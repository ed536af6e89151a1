use crate::keymaster::errors::{KeymasterError, KeymasterResult};
use crate::keymaster::server::{self, KmShared};
use crate::keymaster::SubscriptionId;
use ahash::AHashMap;
use serde_json::Value;
use std::sync::{Arc, Mutex};

/// Client handle onto a [`KeymasterServer`](crate::keymaster::KeymasterServer).
///
/// Cheap to clone; clones share the subscription bookkeeping so
/// [`unsubscribe_all`](Self::unsubscribe_all) tears down everything the
/// handle family registered. Each worker that needs its own
/// subscription lifetime should `connect` its own handle.
#[derive(Clone)]
pub struct Keymaster {
    shared: Arc<KmShared>,
    url: String,
    own: Arc<Mutex<AHashMap<String, Vec<SubscriptionId>>>>,
}

impl Keymaster {
    /// Resolve `url` against the in-process broker table.
    pub fn connect(url: &str) -> KeymasterResult<Self> {
        let shared =
            server::lookup(url).ok_or_else(|| KeymasterError::Connect(url.to_string()))?;

        Ok(Self {
            shared,
            url: url.to_string(),
            own: Arc::new(Mutex::new(AHashMap::new())),
        })
    }

    pub fn url(&self) -> &str {
        &self.url
    }

    /// Synchronous read of the node at `path` (clone of the subtree).
    pub fn get(&self, path: &str) -> KeymasterResult<Value> {
        self.shared
            .node(path)
            .ok_or_else(|| KeymasterError::NoSuchKey(path.to_string()))
    }

    /// Synchronous write. Subscribers of `path` and its ancestors are
    /// notified on the dispatch thread, in write order.
    pub fn put(&self, path: &str, value: Value) -> KeymasterResult<()> {
        if self.shared.write(path, value) {
            Ok(())
        } else {
            Err(KeymasterError::Closed)
        }
    }

    /// Register `callback` for writes to `path` or any descendant.
    ///
    /// The callback runs on the keymaster's dispatch thread with the
    /// changed path and its new value; it must be lock-light and must
    /// not block. Re-entrant subscribe/unsubscribe from inside a
    /// callback is not supported.
    pub fn subscribe(
        &self,
        path: &str,
        callback: impl Fn(&str, &Value) + Send + Sync + 'static,
    ) -> KeymasterResult<SubscriptionId> {
        let id = self.shared.add_subscription(path, Arc::new(callback));
        self.own
            .lock()
            .unwrap()
            .entry(path.to_string())
            .or_default()
            .push(id);
        Ok(id)
    }

    /// Drop every subscription this handle family registered at `path`.
    pub fn unsubscribe(&self, path: &str) -> KeymasterResult<()> {
        let ids = self.own.lock().unwrap().remove(path).unwrap_or_default();
        self.shared.remove_subscriptions(path, &ids);
        Ok(())
    }

    /// Drop every subscription this handle family registered.
    pub fn unsubscribe_all(&self) {
        let drained: Vec<(String, Vec<SubscriptionId>)> =
            self.own.lock().unwrap().drain().collect();
        for (path, ids) in drained {
            self.shared.remove_subscriptions(&path, &ids);
        }
    }
}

▸ **Required work**
When you reach the line containing "pub fn unsubscribe(&self, path: &str)" in the data above, start copying exactly, and stop after the line containing "pub fn unsubscribe_all(&self)".

▸ **Exercise result**
    pub fn unsubscribe(&self, path: &str) -> KeymasterResult<()> {
        let ids = self.own.lock().unwrap().remove(path).unwrap_or_default();
        self.shared.remove_subscriptions(path, &ids);
        Ok(())
    }

    /// Drop every subscription this handle family registered.
    pub fn unsubscribe_all(&self) {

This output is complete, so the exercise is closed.